=== Begin Enclosure ===
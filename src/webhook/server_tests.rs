// Copyright (c) 2025 Erick Bourgeois, firestoned
// SPDX-License-Identifier: MIT

//! Tests for the webhook HTTP surface.

#[cfg(test)]
mod tests {
    use crate::challenge::ChallengeRequest;
    use crate::errors::SolverError;
    use crate::solver::ChallengeSolver;
    use crate::webhook::server::{router, AppState};
    use async_trait::async_trait;
    use reqwest::StatusCode;
    use serde_json::{json, Value};
    use std::sync::Arc;
    use std::sync::Mutex;
    use tokio::net::TcpListener;

    const GROUP: &str = "acme.example.com";
    const SOLVER: &str = "dns.services.cert-manager.io";

    /// Records calls and fails Present for FQDNs under `fail.example.com`.
    #[derive(Default)]
    struct RecordingSolver {
        calls: Mutex<Vec<String>>,
    }

    #[async_trait]
    impl ChallengeSolver for RecordingSolver {
        fn name(&self) -> &str {
            SOLVER
        }

        async fn present(&self, request: &ChallengeRequest) -> Result<(), SolverError> {
            self.calls
                .lock()
                .unwrap()
                .push(format!("present:{}", request.resolved_fqdn));
            if request.resolved_fqdn.ends_with("fail.example.com.") {
                return Err(SolverError::ZoneNotFound {
                    fqdn: request.record_name().to_string(),
                });
            }
            Ok(())
        }

        async fn cleanup(&self, request: &ChallengeRequest) -> Result<(), SolverError> {
            self.calls
                .lock()
                .unwrap()
                .push(format!("cleanup:{}", request.resolved_fqdn));
            Ok(())
        }
    }

    async fn spawn_server(solver: Arc<RecordingSolver>) -> String {
        let listener = TcpListener::bind("127.0.0.1:0").await.unwrap();
        let addr = listener.local_addr().unwrap();
        let app = router(AppState::new(GROUP, solver));
        tokio::spawn(async move {
            axum::serve(listener, app).await.unwrap();
        });
        format!("http://{addr}")
    }

    fn payload(action: &str, fqdn: &str) -> Value {
        json!({
            "apiVersion": "acme.cert-manager.io/v1alpha1",
            "kind": "ChallengePayload",
            "request": {
                "uid": "6f3b1c2e",
                "action": action,
                "type": "dns-01",
                "dnsName": "example.com",
                "key": "challenge-key",
                "resourceNamespace": "cert-manager",
                "resolvedFQDN": fqdn,
                "resolvedZone": "example.com.",
                "allowAmbientCredentials": false,
                "config": {"email": "ops@example.com", "password": "hunter2"}
            }
        })
    }

    fn solve_url(base: &str) -> String {
        format!("{base}/apis/{GROUP}/v1alpha1/{SOLVER}")
    }

    // =====================================================
    // Challenge dispatch
    // =====================================================

    #[tokio::test]
    async fn test_present_success_response() {
        let solver = Arc::new(RecordingSolver::default());
        let base = spawn_server(solver.clone()).await;

        let resp = reqwest::Client::new()
            .post(solve_url(&base))
            .json(&payload("Present", "_acme-challenge.example.com."))
            .send()
            .await
            .unwrap();

        assert_eq!(resp.status(), StatusCode::OK);
        let body: Value = resp.json().await.unwrap();
        assert_eq!(body["kind"], "ChallengePayload");
        assert_eq!(body["apiVersion"], "acme.cert-manager.io/v1alpha1");
        assert_eq!(body["response"]["uid"], "6f3b1c2e");
        assert_eq!(body["response"]["success"], true);
        assert!(body["response"].get("status").is_none());
        assert_eq!(
            solver.calls.lock().unwrap().as_slice(),
            ["present:_acme-challenge.example.com."]
        );
    }

    #[tokio::test]
    async fn test_cleanup_dispatches_to_cleanup() {
        let solver = Arc::new(RecordingSolver::default());
        let base = spawn_server(solver.clone()).await;

        let resp = reqwest::Client::new()
            .post(solve_url(&base))
            .json(&payload("CleanUp", "_acme-challenge.example.com."))
            .send()
            .await
            .unwrap();

        let body: Value = resp.json().await.unwrap();
        assert_eq!(body["response"]["success"], true);
        assert_eq!(
            solver.calls.lock().unwrap().as_slice(),
            ["cleanup:_acme-challenge.example.com."]
        );
    }

    #[tokio::test]
    async fn test_solver_error_is_reported_in_payload() {
        let base = spawn_server(Arc::new(RecordingSolver::default())).await;

        let resp = reqwest::Client::new()
            .post(solve_url(&base))
            .json(&payload("Present", "_acme-challenge.fail.example.com."))
            .send()
            .await
            .unwrap();

        assert_eq!(resp.status(), StatusCode::OK);
        let body: Value = resp.json().await.unwrap();
        assert_eq!(body["response"]["success"], false);
        assert_eq!(body["response"]["status"]["status"], "Failure");
        assert_eq!(body["response"]["status"]["reason"], "ZoneNotFound");
        assert!(body["response"]["status"]["message"]
            .as_str()
            .unwrap()
            .contains("_acme-challenge.fail.example.com"));
    }

    #[tokio::test]
    async fn test_unknown_action_is_unsupported() {
        let solver = Arc::new(RecordingSolver::default());
        let base = spawn_server(solver.clone()).await;

        let resp = reqwest::Client::new()
            .post(solve_url(&base))
            .json(&payload("Refresh", "_acme-challenge.example.com."))
            .send()
            .await
            .unwrap();

        let body: Value = resp.json().await.unwrap();
        assert_eq!(body["response"]["success"], false);
        assert_eq!(body["response"]["status"]["reason"], "UnsupportedAction");
        assert!(solver.calls.lock().unwrap().is_empty());
    }

    // =====================================================
    // Request validation
    // =====================================================

    #[tokio::test]
    async fn test_invalid_body_is_bad_request() {
        let base = spawn_server(Arc::new(RecordingSolver::default())).await;

        let resp = reqwest::Client::new()
            .post(solve_url(&base))
            .body("{not json")
            .send()
            .await
            .unwrap();

        assert_eq!(resp.status(), StatusCode::BAD_REQUEST);
    }

    #[tokio::test]
    async fn test_missing_request_is_bad_request() {
        let base = spawn_server(Arc::new(RecordingSolver::default())).await;

        let resp = reqwest::Client::new()
            .post(solve_url(&base))
            .json(&json!({"apiVersion": "acme.cert-manager.io/v1alpha1", "kind": "ChallengePayload"}))
            .send()
            .await
            .unwrap();

        assert_eq!(resp.status(), StatusCode::BAD_REQUEST);
    }

    #[tokio::test]
    async fn test_unknown_solver_is_not_found() {
        let base = spawn_server(Arc::new(RecordingSolver::default())).await;

        let resp = reqwest::Client::new()
            .post(format!("{base}/apis/{GROUP}/v1alpha1/other-solver"))
            .json(&payload("Present", "_acme-challenge.example.com."))
            .send()
            .await
            .unwrap();

        assert_eq!(resp.status(), StatusCode::NOT_FOUND);
    }

    #[tokio::test]
    async fn test_unknown_group_is_not_found() {
        let base = spawn_server(Arc::new(RecordingSolver::default())).await;

        let resp = reqwest::Client::new()
            .post(format!("{base}/apis/acme.other.org/v1alpha1/{SOLVER}"))
            .json(&payload("Present", "_acme-challenge.example.com."))
            .send()
            .await
            .unwrap();

        assert_eq!(resp.status(), StatusCode::NOT_FOUND);
    }

    // =====================================================
    // Discovery, health and metrics
    // =====================================================

    #[tokio::test]
    async fn test_discovery_lists_solver() {
        let base = spawn_server(Arc::new(RecordingSolver::default())).await;

        let body: Value = reqwest::get(format!("{base}/apis/{GROUP}/v1alpha1"))
            .await
            .unwrap()
            .json()
            .await
            .unwrap();

        assert_eq!(body["kind"], "APIResourceList");
        assert_eq!(body["groupVersion"], format!("{GROUP}/v1alpha1"));
        assert_eq!(body["resources"][0]["name"], SOLVER);
        assert_eq!(body["resources"][0]["verbs"], json!(["create"]));
    }

    #[tokio::test]
    async fn test_discovery_for_other_group_is_not_found() {
        let base = spawn_server(Arc::new(RecordingSolver::default())).await;

        let resp = reqwest::get(format!("{base}/apis/acme.other.org/v1alpha1"))
            .await
            .unwrap();

        assert_eq!(resp.status(), StatusCode::NOT_FOUND);
    }

    #[tokio::test]
    async fn test_healthz() {
        let base = spawn_server(Arc::new(RecordingSolver::default())).await;

        let resp = reqwest::get(format!("{base}/healthz")).await.unwrap();

        assert_eq!(resp.status(), StatusCode::OK);
        let body: Value = resp.json().await.unwrap();
        assert_eq!(body, json!({"status": "ok"}));
    }

    #[tokio::test]
    async fn test_metrics_endpoint() {
        crate::metrics::record_provider_request("GET", "200");
        let base = spawn_server(Arc::new(RecordingSolver::default())).await;

        let resp = reqwest::get(format!("{base}/metrics")).await.unwrap();

        assert_eq!(resp.status(), StatusCode::OK);
        let text = resp.text().await.unwrap();
        assert!(text.contains("dns_services_webhook_provider_requests_total"));
    }
}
=== End Enclosure ===
**What is being asked**. Your answer must be the data above, copied exactly from its first line through the line containing "const SOLVER: &str", and nothing more.

**Answer**.
filename src/webhook/server_tests.rs
// Copyright (c) 2025 Erick Bourgeois, firestoned
// SPDX-License-Identifier: MIT

//! Tests for the webhook HTTP surface.

#[cfg(test)]
mod tests {
    use crate::challenge::ChallengeRequest;
    use crate::errors::SolverError;
    use crate::solver::ChallengeSolver;
    use crate::webhook::server::{router, AppState};
    use async_trait::async_trait;
    use reqwest::StatusCode;
    use serde_json::{json, Value};
    use std::sync::Arc;
    use std::sync::Mutex;
    use tokio::net::TcpListener;

    const GROUP: &str = "acme.example.com";
    const SOLVER: &str = "dns.services.cert-manager.io";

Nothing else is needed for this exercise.